Fig. 6C illustrates a dual-concentric drill string 2 flowing an annular high pressure drilling fluid flow which is concurrently used for both core drilling and hole opening functions in conjunction with reverse circulation. The method illustrated in Fig. 6C includes pumping a high pressure annular drilling fluid 301 through the annulus between the outer wall of the inner conduit 7 and the inner wall of the outer conduit of the coaxial drill string 2. The flow is divided between a fixed blade hole opener 212 and a drill bit 214 in order to pilot drill and hole open the formation in a single pass. An alternative to this method is to pump a high pressure annular drilling fluid down the annulus between the inner and outer coaxial tubes of the drill string 2 into a fixed blade hole opener which is used to open the hole of an already drilled pilot hole as described further in Fig. 6F. Fluid 300 is also pumped downwardly between the inside wall of the well bore and the outside wall of coaxial drill string 2 and reverse circulated as return fluid 305 back up the inner bore 303 of the inner conduit 7, along with the drilled cores and large chip cuttings.
Fig. 6D illustrates a dual-concentric drill string 2 with an annular high pressure drilling fluid 301 being utilized for both concurrent core drilling and well bore underreaming functions in conjunction with reverse circulation. The method illustrated in Fig. 6D includes a high pressure drilling fluid 301 being pumped between the coaxial conduits of the drilling string 2 into an expandable arm underreamer 310 and into the tool 1 to cut the formation. An alterative of this method is to pump a high pressure annular drilling fluid down the annulus between the coaxial conduits of the drill string 2 into an expandable arm underreamer to underream the hole of an already drilled pilot hole. Fluid is pumped between the outer wall of the well bore and the outer wall of the coaxial drill pipe 2 to flow downward to the bottom of the hole and reverse circulate up with drilled cores and large chip cuttings.

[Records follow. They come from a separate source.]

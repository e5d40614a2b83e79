//! Regression-based drift detection.
//!
//! Fits value against run index over the most recent points and flags a
//! systematic drift when the slope is statistically significant *and* the
//! change it predicts across the fitted range is large relative to sigma.
//! Significance alone is not enough: a tiny but very regular slope is not a
//! clinically relevant drift.
//!
//! # Algorithm
//!
//! ```text
//! value_i = b0 + b1 * run_i + e_i            (OLS over the last n points)
//! p       = two-sided t-test of H0: b1 = 0   (n - 2 d.f.)
//! change  = b1 * (run_last - run_first) / sigma
//! drift   = p < alpha  and  |change| > min_change
//! ```
//!
//! # Reference
//!
//! Westgard, J.O. (2002). *Basic QC Practices*, 2nd ed., ch. 12 (trend rules).

use tracing::debug;

use crate::regression::simple_linear_regression;
use crate::spc::{
    CheckKind, CheckOutcome, InconclusiveCheck, MeasurementWindow, RuleId, Severity, Violation,
};

/// Significance level of the slope test.
const ALPHA: f64 = 0.05;
/// Minimum predicted change, in sigma units, for a drift.
const MIN_CHANGE_SIGMA: f64 = 1.5;
/// Predicted change, in sigma units, from which a drift is critical.
const CRITICAL_CHANGE_SIGMA: f64 = 2.5;

/// Drift test over the last `points` measurements.
#[derive(Debug, Clone, PartialEq)]
pub struct TrendDetector {
    sigma: f64,
    points: usize,
}

/// Regression summary for the fitted range.
#[derive(Debug, Clone, PartialEq)]
pub struct TrendFit {
    /// Change in value per run.
    pub slope: f64,
    /// Two-sided p-value of the slope.
    pub p_value: f64,
    /// Coefficient of determination.
    pub r_squared: f64,
    /// Predicted change across the fitted range, in sigma units.
    pub change_sigma: f64,
}

impl TrendDetector {
    /// # Returns
    ///
    /// `None` if `sigma` is not positive and finite or `points < 3`.
    pub fn new(sigma: f64, points: usize) -> Option<Self> {
        if !sigma.is_finite() || sigma <= 0.0 || points < 3 {
            return None;
        }
        Some(Self { sigma, points })
    }

    pub fn points(&self) -> usize {
        self.points
    }

    /// Fits the last `points` measurements, or `None` if the window holds fewer.
    pub fn fit(&self, window: &MeasurementWindow) -> Option<TrendFit> {
        let (x, y): (Vec<f64>, Vec<f64>) = window
            .tail(self.points)?
            .map(|m| (m.run_index as f64, m.value))
            .unzip();

        let reg = simple_linear_regression(&x, &y)?;
        let span = x[x.len() - 1] - x[0];
        Some(TrendFit {
            slope: reg.slope,
            p_value: reg.slope_p,
            r_squared: reg.r_squared,
            change_sigma: reg.slope * span / self.sigma,
        })
    }

    /// Runs the drift test for the latest push.
    pub fn check(&self, window: &MeasurementWindow) -> CheckOutcome {
        let latest = match window.latest() {
            Some(m) if window.len() >= self.points => m,
            _ => return CheckOutcome::NotEvaluated,
        };

        let fit = match self.fit(window) {
            Some(fit) => fit,
            None => {
                debug!(analyte = %latest.analyte_id, run_index = latest.run_index, "trend regression undefined");
                return CheckOutcome::Inconclusive(InconclusiveCheck {
                    run_index: latest.run_index,
                    check: CheckKind::LinearTrend,
                    reason: "regression undefined for the fitted range".to_string(),
                });
            }
        };

        if fit.p_value >= ALPHA || fit.change_sigma.abs() <= MIN_CHANGE_SIGMA {
            return CheckOutcome::Clear;
        }

        let severity = if fit.change_sigma.abs() >= CRITICAL_CHANGE_SIGMA {
            Severity::Critical
        } else {
            Severity::Warning
        };
        let (rule_id, direction) = if fit.slope > 0.0 {
            (RuleId::TrendUp, "upward")
        } else {
            (RuleId::TrendDown, "downward")
        };
        let prefix = match severity {
            Severity::Warning => "WARNING",
            Severity::Critical => "REJECT",
        };

        CheckOutcome::Violation(Violation {
            analyte_id: latest.analyte_id.clone(),
            run_index: latest.run_index,
            rule_id,
            severity,
            description: format!(
                "Systematic {direction} drift over {} runs (slope = {:.5}, R² = {:.3}, p = {:.4}, change = {:.2} SD)",
                self.points, fit.slope, fit.r_squared, fit.p_value, fit.change_sigma
            ),
            recommended_action: format!("{prefix} - Systematic {direction} drift"),
            statistic: fit.change_sigma,
        })
    }
}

Fig. 6E illustrates a dual-concentric drill string 2 conducting an annular high pressure drilling fluid 301 being utilized for high pressure fluid jetting during a backreaming operation. A reverse circulated well bore stabilizing and pressure control fluid 300 (drilling mud) is pumped down the borehole annulus 60 in a reverse circulation path. The method illustrated in Fig. 6E is for underreaming in which a high pressure drilling fluid flow is also pumped downwardly between the coaxial conduits of the drill string 2 into an expandable arm underreamer 312. The arms of the underreamer expand to provide a cutting face that is directed upwardly. As the arms of the underreamer expand, the drill pipe 2 is rotated and hoisted towards the surface in a backreaming method. The drilling mud is returned back to the surface through the inner bore 303 of the conduit 7 as return fluid 305. Fig. 6F illustrates a dual-concentric drill string 2 conducting an annular high pressure drilling fluid flow being utilized for hole opening of an existing well bore in conjunction with reverse circulation. The method illustrated in Fig. 6F includes pumping a high pressure drilling fluid 301 down between the inner conduit and outer conduit of the coaxial drill string 2 into a hole opener 314 having a cutting face 316 directed downwardly and outwardly. Flow of drilling mud 300 in the annular space 60 between the well bore wall and drill string 2 is downward and reverse circulated back to the surface through the central bore 303 of the conduit 7. The drill pipe 2 is rotated and lowered downwardly from the surface in a hole opening method.
Referring now to Fig. 7, there is shown a large perspective view of one embodiment of a drill bit 200 adapted for use in accordance with the principles of the present invention. The drill bit 200 is secured to the end of the dual-concentric drill string 202, different embodiments of which have been described above. The drill bit 200 comprises a cylindrical body 206 having a plurality of slots 204 formed along the cylindrical side walls thereof. The slots 204 are of the type commonly referred to as "junk slots" in the industry. The junk slots 204 extend across the drilling end, or face 208 of the drill bit 200 to form recessed regions 210. The junk slots 204 then extend into the mouth 212 and the throat of the drill bit 200 as shown in the drawings. A plurality of fluid discharge ports or orifices 214 may be seen to be disposed about the body, face and mouth of the drill bit 200. A fluid discharge port 216 is, for example, disposed outwardly along taper, or chamfer area 218. Chamfer area 218 comprises a transition region between the generally cylindrical body 206 and the face 208 of the drill bit 200. Likewise, fluid discharge ports 220 are disposed in the mouth 212 at select positions and orientations as hereinafter described. The discharge of the high velocity, clarified fluid, in accordance with the principles of the present invention, is illustrated through the lines 222 emanating from each fluid port 214. The fluid discharge is specifically adapted for cutting the subterranean formation as described above and is further illustrated below.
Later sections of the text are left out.